I- Enlèvement

546 32 0
                                    

         Au bout d'une heure et demie de mails et d'organisations de vidéos, Pierre releva la tête de son écran et observa son studio si silencieux. Toujours pas de trace de Benjamin, alors qu'il comptait sur lui pour égayer sa journée, quelle que soit la situation Ben savait toujours le faire rire. Pierre décida alors de se lever et sortit questionner Fred :

" 10h passées et toujours pas de Ben, va-t-il arriver avant midi ? Demanda Pierre sous le ton de la rigolade.

- Il ne t'a pas prévenu ? Répondit Fred après un rire, il ne vient pas aujourd'hui, il n'avait pas de vidéo à tourner alors il télétravaille.

- Ah non il ne me l'avait pas dit...."

         Pierre ne put retenir une moue de déception sur son visage que Fred ne rata pas, et celui-ci se permit assez sadiquement un petit sourire que Pierre ne vit pas, préoccupé, avant de repartir dans son studio. Il se rassit à son bureau, dos à la porte pour ne pas risquer de la fixer en espérant la venue de Benjamin, espérance qu'il savait maintenant comme vaine. Il mit même ses écouteurs pour essayer de se changer les idées. Il s'étonna lui même, lui qui pensait voir la déprime le rattraper que le soir en rentrant chez lui, elle vint finalement dès 10h15. Il essaya d'écrire de nouvelles idées de concept mais il n'arrivait pas à s'empêcher de penser à l'absence de Benjamin, encore plus attristé quand il remarqua que télétravail ou pas, Ben ne lui avait même pas envoyé de message. Il se reprit, se blâmant sur ce genre de réflexion enfantine mais il ne pouvait s'empêcher d'en conclure qu'il ne comptait peut-être pas beaucoup pour Ben, contrairement à l'inverse. Il réussit néanmoins à se reconcentrer en organisant une nouvelle vidéo de qui seront les meilleurs cousins, une vidéo qu'avec des abonnés pour éviter de penser à son collègue absent et à sa journée d'anniversaire déprimante. Si bien concentré qu'il ne remarqua pas l'entrée discrète de Benjamin dans leur studio. Il comprit que quelqu'un d'autre était dans la pièce seulement quand il sentit un bandeau sur ses yeux, lui cachant la vue. Il retira ses écouteurs d'un coup et essaya d'enlever le bandeau jusqu'à ce qu'il abandonne en reconnaissant le rire de Benjamin : 

" Ah non Crossos, interdiction de l'enlever avant mon autorisation !

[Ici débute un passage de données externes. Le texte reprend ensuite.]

//! CSV export
//!
//! Writes one header row and one row per record through the `csv` crate, so
//! names with commas or quotes are escaped properly.

use std::io::Write;

use crate::error::{CabinetError, CabinetResult};
use crate::models::CabinetRecord;

use super::rows::ExportRow;

/// Export records to CSV
pub fn export_csv<W: Write>(records: &[CabinetRecord], writer: &mut W) -> CabinetResult<()> {
    let mut csv_writer = ::csv::WriterBuilder::new()
        .has_headers(true)
        .from_writer(writer);

    if records.is_empty() {
        // serde only emits the header along with the first row
        csv_writer
            .write_record(super::EXPORT_HEADERS)
            .map_err(|e| CabinetError::Export(e.to_string()))?;
    }

    for record in records {
        csv_writer
            .serialize(ExportRow::from(record))
            .map_err(|e| CabinetError::Export(e.to_string()))?;
    }

    csv_writer
        .flush()
        .map_err(|e| CabinetError::Export(e.to_string()))
}
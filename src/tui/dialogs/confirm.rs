//! Delete confirmation dialog

use crossterm::event::{KeyCode, KeyEvent};
use ratatui::{
    style::{Color, Modifier, Style},
    text::{Line, Span},
    widgets::{Block, Borders, Clear, Paragraph, Wrap},
    Frame,
};

use crate::models::RecordId;
use crate::tui::app::App;
use crate::tui::layout::centered_rect_fixed;

/// Render a confirmation dialog
pub fn render(frame: &mut Frame, message: &str) {
    let area = centered_rect_fixed(56, 7, frame.area());

    frame.render_widget(Clear, area);

    let block = Block::default()
        .title(" Confirm ")
        .title_style(
            Style::default()
                .fg(Color::Yellow)
                .add_modifier(Modifier::BOLD),
        )
        .borders(Borders::ALL)
        .border_style(Style::default().fg(Color::Yellow));

    let lines = vec![
        Line::from(""),
        Line::from(Span::styled(message, Style::default().fg(Color::White))),
        Line::from(""),
        Line::from(vec![
            Span::styled("[Y]", Style::default().fg(Color::Green)),
            Span::raw(" Yes  "),
            Span::styled("[N]", Style::default().fg(Color::Red)),
            Span::raw(" No  "),
            Span::styled("[Esc]", Style::default().fg(Color::Yellow)),
            Span::raw(" Cancel"),
        ]),
    ];

    let paragraph = Paragraph::new(lines)
        .block(block)
        .wrap(Wrap { trim: false });

    frame.render_widget(paragraph, area);
}

/// Prompt shown before deleting `id`
pub fn delete_message(app: &App, id: RecordId) -> String {
    match app.store.get(id) {
        Some(record) => format!("Delete {}?", record),
        None => "Delete this record?".to_string(),
    }
}

/// Handle a key while the delete confirmation is open
pub fn handle_key(app: &mut App, id: RecordId, key: KeyEvent) -> bool {
    match key.code {
        KeyCode::Char('y') | KeyCode::Char('Y') | KeyCode::Enter => {
            app.confirm_delete(id);
            true
        }
        KeyCode::Char('n') | KeyCode::Char('N') | KeyCode::Esc => {
            app.close_dialog();
            true
        }
        _ => false,
    }
}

- Qu'est-ce que tu fous Ben ?? Bonjour déjà ça serait plus approprié !

- Hé oui les chicos et les chicas, comme je vous l'ai dit il n'est au courant de rien, là il est 10h30 et on va pouvoir commencer la journée !

- Ah parce que ça filme là ? "

        Pierre distingua le rire de Fred en face de lui :

" Par ton cadreur préféré ! Allez debout on a de la route !

- Mais t'es complice toi en plus ! C'est très mauvais signe! J'ai pas dis que j'étais consentant pour ce kidnapping !

- C'est le principe d'un kidnapping Pierrot! s'exclama Benjamin à côté de lui

- C'est un 'une journée comme' ? On fait quoi, on va où ?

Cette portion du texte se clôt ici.